Only the number is wanted: how many lines below contain "ContextSerializer"?
+===+
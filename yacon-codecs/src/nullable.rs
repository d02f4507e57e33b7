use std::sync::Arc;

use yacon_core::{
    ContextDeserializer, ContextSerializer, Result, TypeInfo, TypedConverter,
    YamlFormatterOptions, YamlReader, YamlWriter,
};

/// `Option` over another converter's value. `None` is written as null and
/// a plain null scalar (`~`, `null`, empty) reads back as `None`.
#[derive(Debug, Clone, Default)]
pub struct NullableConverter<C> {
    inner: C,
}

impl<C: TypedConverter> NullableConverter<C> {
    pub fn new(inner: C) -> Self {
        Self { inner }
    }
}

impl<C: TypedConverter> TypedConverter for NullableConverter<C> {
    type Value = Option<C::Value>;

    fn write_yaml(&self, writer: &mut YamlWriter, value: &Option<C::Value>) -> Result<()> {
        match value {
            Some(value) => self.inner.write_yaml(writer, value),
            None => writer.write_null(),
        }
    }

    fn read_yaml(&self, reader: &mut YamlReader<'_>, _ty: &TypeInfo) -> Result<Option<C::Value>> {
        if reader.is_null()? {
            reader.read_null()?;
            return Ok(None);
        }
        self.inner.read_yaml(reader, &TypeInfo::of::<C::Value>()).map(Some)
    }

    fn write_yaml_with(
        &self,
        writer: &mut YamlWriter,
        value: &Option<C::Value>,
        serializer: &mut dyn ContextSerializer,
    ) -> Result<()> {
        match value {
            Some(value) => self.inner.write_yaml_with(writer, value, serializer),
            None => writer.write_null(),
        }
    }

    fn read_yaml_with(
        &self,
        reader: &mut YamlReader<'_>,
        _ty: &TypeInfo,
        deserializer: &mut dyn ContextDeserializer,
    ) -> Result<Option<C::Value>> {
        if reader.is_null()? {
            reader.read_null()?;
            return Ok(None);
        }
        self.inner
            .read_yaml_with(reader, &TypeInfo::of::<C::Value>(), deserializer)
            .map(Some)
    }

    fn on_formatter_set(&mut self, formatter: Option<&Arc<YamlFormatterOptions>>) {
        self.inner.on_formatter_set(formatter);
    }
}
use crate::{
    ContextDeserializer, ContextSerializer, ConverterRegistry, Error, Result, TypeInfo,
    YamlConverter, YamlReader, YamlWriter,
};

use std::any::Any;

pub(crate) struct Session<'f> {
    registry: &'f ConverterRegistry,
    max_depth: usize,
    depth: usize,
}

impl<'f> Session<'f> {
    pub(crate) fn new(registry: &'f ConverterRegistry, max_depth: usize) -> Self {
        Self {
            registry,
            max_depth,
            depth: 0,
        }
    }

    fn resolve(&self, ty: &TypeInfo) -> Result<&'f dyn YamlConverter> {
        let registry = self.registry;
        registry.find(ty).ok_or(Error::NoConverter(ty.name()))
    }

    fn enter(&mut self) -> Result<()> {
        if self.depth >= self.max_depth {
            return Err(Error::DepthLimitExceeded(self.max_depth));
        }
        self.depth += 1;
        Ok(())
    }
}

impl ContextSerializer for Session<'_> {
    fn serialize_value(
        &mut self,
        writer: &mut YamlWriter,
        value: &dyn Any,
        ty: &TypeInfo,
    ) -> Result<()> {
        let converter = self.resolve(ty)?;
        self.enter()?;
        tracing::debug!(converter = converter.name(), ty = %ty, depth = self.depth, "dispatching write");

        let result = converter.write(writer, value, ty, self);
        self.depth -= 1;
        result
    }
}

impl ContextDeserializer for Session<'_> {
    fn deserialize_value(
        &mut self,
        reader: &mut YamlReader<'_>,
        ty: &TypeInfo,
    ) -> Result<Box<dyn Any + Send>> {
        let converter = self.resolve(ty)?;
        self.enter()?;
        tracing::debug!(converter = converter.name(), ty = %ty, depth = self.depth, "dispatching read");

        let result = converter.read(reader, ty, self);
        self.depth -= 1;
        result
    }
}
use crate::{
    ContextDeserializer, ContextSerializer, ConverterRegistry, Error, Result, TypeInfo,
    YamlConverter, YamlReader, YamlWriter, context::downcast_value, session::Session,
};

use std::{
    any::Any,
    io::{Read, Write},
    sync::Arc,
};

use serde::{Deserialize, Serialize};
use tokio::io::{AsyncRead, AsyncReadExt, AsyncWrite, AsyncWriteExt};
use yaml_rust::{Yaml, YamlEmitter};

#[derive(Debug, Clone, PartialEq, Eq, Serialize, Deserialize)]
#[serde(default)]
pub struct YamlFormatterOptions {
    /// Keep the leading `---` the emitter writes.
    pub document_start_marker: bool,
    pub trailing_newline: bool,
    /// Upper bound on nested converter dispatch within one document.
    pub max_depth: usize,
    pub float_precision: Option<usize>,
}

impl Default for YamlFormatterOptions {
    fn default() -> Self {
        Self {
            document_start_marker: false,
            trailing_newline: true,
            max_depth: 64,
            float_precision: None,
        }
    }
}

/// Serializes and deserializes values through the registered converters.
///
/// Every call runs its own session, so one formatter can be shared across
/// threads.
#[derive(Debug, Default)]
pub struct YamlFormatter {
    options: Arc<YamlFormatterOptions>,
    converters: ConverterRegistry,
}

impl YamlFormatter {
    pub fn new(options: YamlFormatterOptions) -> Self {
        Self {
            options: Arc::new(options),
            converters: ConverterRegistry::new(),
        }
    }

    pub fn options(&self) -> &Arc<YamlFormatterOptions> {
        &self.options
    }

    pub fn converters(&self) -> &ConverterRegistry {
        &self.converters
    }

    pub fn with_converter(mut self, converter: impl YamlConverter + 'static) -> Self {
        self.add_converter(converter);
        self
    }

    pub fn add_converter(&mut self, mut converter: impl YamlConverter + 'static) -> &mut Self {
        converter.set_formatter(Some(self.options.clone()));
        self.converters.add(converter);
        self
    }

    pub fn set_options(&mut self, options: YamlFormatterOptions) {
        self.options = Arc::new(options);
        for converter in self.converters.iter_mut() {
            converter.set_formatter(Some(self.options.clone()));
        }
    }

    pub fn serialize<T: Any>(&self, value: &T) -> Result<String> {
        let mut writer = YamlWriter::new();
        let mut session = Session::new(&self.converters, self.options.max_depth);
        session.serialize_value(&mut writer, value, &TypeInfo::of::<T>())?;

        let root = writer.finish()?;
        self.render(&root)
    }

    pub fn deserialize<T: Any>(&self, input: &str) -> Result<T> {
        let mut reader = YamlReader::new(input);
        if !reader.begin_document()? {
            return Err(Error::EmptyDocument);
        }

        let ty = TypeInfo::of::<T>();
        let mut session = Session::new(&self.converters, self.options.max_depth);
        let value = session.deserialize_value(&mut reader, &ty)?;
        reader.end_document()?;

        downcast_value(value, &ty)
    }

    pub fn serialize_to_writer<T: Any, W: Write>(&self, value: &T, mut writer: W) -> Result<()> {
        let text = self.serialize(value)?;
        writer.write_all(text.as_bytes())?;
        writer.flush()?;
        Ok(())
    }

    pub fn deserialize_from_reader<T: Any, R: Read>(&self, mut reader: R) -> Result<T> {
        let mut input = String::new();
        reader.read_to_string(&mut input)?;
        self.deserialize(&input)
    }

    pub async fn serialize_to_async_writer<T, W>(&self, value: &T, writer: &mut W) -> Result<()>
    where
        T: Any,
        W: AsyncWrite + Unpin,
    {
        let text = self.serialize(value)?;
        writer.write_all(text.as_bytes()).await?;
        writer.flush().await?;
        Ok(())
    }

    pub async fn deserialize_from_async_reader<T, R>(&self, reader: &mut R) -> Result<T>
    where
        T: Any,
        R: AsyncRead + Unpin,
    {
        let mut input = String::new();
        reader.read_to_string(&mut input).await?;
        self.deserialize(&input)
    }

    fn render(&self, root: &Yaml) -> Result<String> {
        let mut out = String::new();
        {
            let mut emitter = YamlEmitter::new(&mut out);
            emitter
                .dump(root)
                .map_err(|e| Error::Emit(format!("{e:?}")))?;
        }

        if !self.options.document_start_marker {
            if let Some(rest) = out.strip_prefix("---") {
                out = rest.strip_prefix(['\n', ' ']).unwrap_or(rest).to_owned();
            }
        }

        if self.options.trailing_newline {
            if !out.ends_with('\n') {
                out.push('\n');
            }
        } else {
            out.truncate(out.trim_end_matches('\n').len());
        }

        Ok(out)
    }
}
+===+
Solution: 5